First off, wild applause for cmwq. The limitations of the old workqueues 
were a major irritation, I think your new implementation is fabulous.

However, when merging bcache with mainline, I ran into a bit of a thorny 
issue. Bcache relies heavily on workqueues, updates to the cache's btree 
have to be done after every relevant IO completes. Additionally, btree 
insertions can involve sleeping on IO while the root of the tree isn't 
write locked - so we'd like to not block other work items from 
completing if we don't have to.

So, one might expect the way to get the best performance would be
   alloc_workqueue("bcache", WQ_HIGHPRI|WQ_MEM_RECLAIM, 0)

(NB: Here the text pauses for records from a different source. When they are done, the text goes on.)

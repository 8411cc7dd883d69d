//! Canned Level 0 Discovery responses.

use sedframe_proto::SscKind;

/// Parameters for building a discovery blob.
#[derive(Debug, Clone)]
pub struct DiscoveryFixture {
    /// SSC descriptor to advertise
    pub ssc: SscKind,
    /// Base ComID carried in the SSC descriptor
    pub base_com_id: u16,
    /// Number of ComIDs carried in the SSC descriptor
    pub num_com_ids: u16,
    /// Locking feature: locking supported
    pub locking_present: bool,
    /// Locking feature: Locking SP activated
    pub locking_enabled: bool,
    /// Locking feature: a range is locked
    pub locked: bool,
    /// Locking feature: media encryption
    pub media_encryption: bool,
    /// Locking feature: shadow MBR enabled
    pub mbr_enabled: bool,
    /// Locking feature: shadow MBR done
    pub mbr_done: bool,
    /// Serial written into the vendor-specific header area
    pub serial: Option<String>,
    /// Total blob size (zero-padded)
    pub total_len: usize,
}

impl Default for DiscoveryFixture {
    fn default() -> Self {
        Self {
            ssc: SscKind::Opal20,
            base_com_id: 0x07FE,
            num_com_ids: 1,
            locking_present: true,
            locking_enabled: false,
            locked: false,
            media_encryption: true,
            mbr_enabled: false,
            mbr_done: false,
            serial: None,
            total_len: 256,
        }
    }
}

impl DiscoveryFixture {
    /// The canonical 256-byte Opal 2.0 blob: TPer + Locking + Opal 2.0 at
    /// the given base ComID, locking present but not yet enabled.
    #[must_use]
    pub fn opal20(base_com_id: u16) -> Self {
        Self { base_com_id, ..Self::default() }
    }

    fn ssc_feature_code(&self) -> Option<u16> {
        match self.ssc {
            SscKind::Opal10 => Some(0x0200),
            SscKind::Opal20 => Some(0x0203),
            SscKind::Enterprise => Some(0x0100),
            SscKind::Pyrite10 => Some(0x0302),
            SscKind::Pyrite20 => Some(0x0303),
            SscKind::Unknown => None,
        }
    }

    /// Serialize the blob.
    #[must_use]
    pub fn build(&self) -> Vec<u8> {
        let mut features = Vec::new();

        // TPer feature: synchronous protocol supported
        push_feature(&mut features, 0x0001, 1, &[0x01]);

        if self.locking_present {
            let mut bits = 0x01u8;
            if self.locking_enabled {
                bits |= 0x02;
            }
            if self.locked {
                bits |= 0x04;
            }
            if self.media_encryption {
                bits |= 0x08;
            }
            if self.mbr_enabled {
                bits |= 0x10;
            }
            if self.mbr_done {
                bits |= 0x20;
            }
            push_feature(&mut features, 0x0002, 1, &[bits]);
        }

        if let Some(code) = self.ssc_feature_code() {
            let mut payload = vec![0u8; 16];
            payload[0..2].copy_from_slice(&self.base_com_id.to_be_bytes());
            payload[2..4].copy_from_slice(&self.num_com_ids.to_be_bytes());
            payload[5..7].copy_from_slice(&4u16.to_be_bytes()); // locking admins
            payload[7..9].copy_from_slice(&8u16.to_be_bytes()); // locking users
            push_feature(&mut features, code, 2, &payload);
        }

        let mut blob = vec![0u8; 48];
        blob.extend_from_slice(&features);
        let param_len = (blob.len() - 4) as u32;
        blob[0..4].copy_from_slice(&param_len.to_be_bytes());
        if let Some(serial) = &self.serial {
            let bytes = serial.as_bytes();
            let n = bytes.len().min(32);
            blob[16..16 + n].copy_from_slice(&bytes[..n]);
        }
        blob.resize(self.total_len.max(blob.len()), 0);
        blob
    }
}

fn push_feature(out: &mut Vec<u8>, code: u16, version: u8, payload: &[u8]) {
    out.extend_from_slice(&code.to_be_bytes());
    out.push(version << 4);
    out.push(payload.len() as u8);
    out.extend_from_slice(payload);
}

Trouble is, sometimes we do write lock the root of the btree, blocking 
everything else from getting anything done - the end result is
   root@...ia:~# ps ax|grep kworker|wc -l
   1550

(running dbench in a VM with disks in tmpfs). Performance is fine (I 
think, haven't been trying to rigorously benchmark) but that's annoying.

I think the best way I can express it is that bcache normally wants a 
concurrency limit of 1, except when we're blocking and we aren't write 
locking the root of the btree.

So, do you think there might be some sane way of doing this with cmwq? 
Some way to say "Don't count this work item I'm in right now count 
against the workqueue's concurrency limit anymore". If such a thing 
could be done, I think it'd be the perfect solution (and I'll owe you a 
case of your choice of beer :)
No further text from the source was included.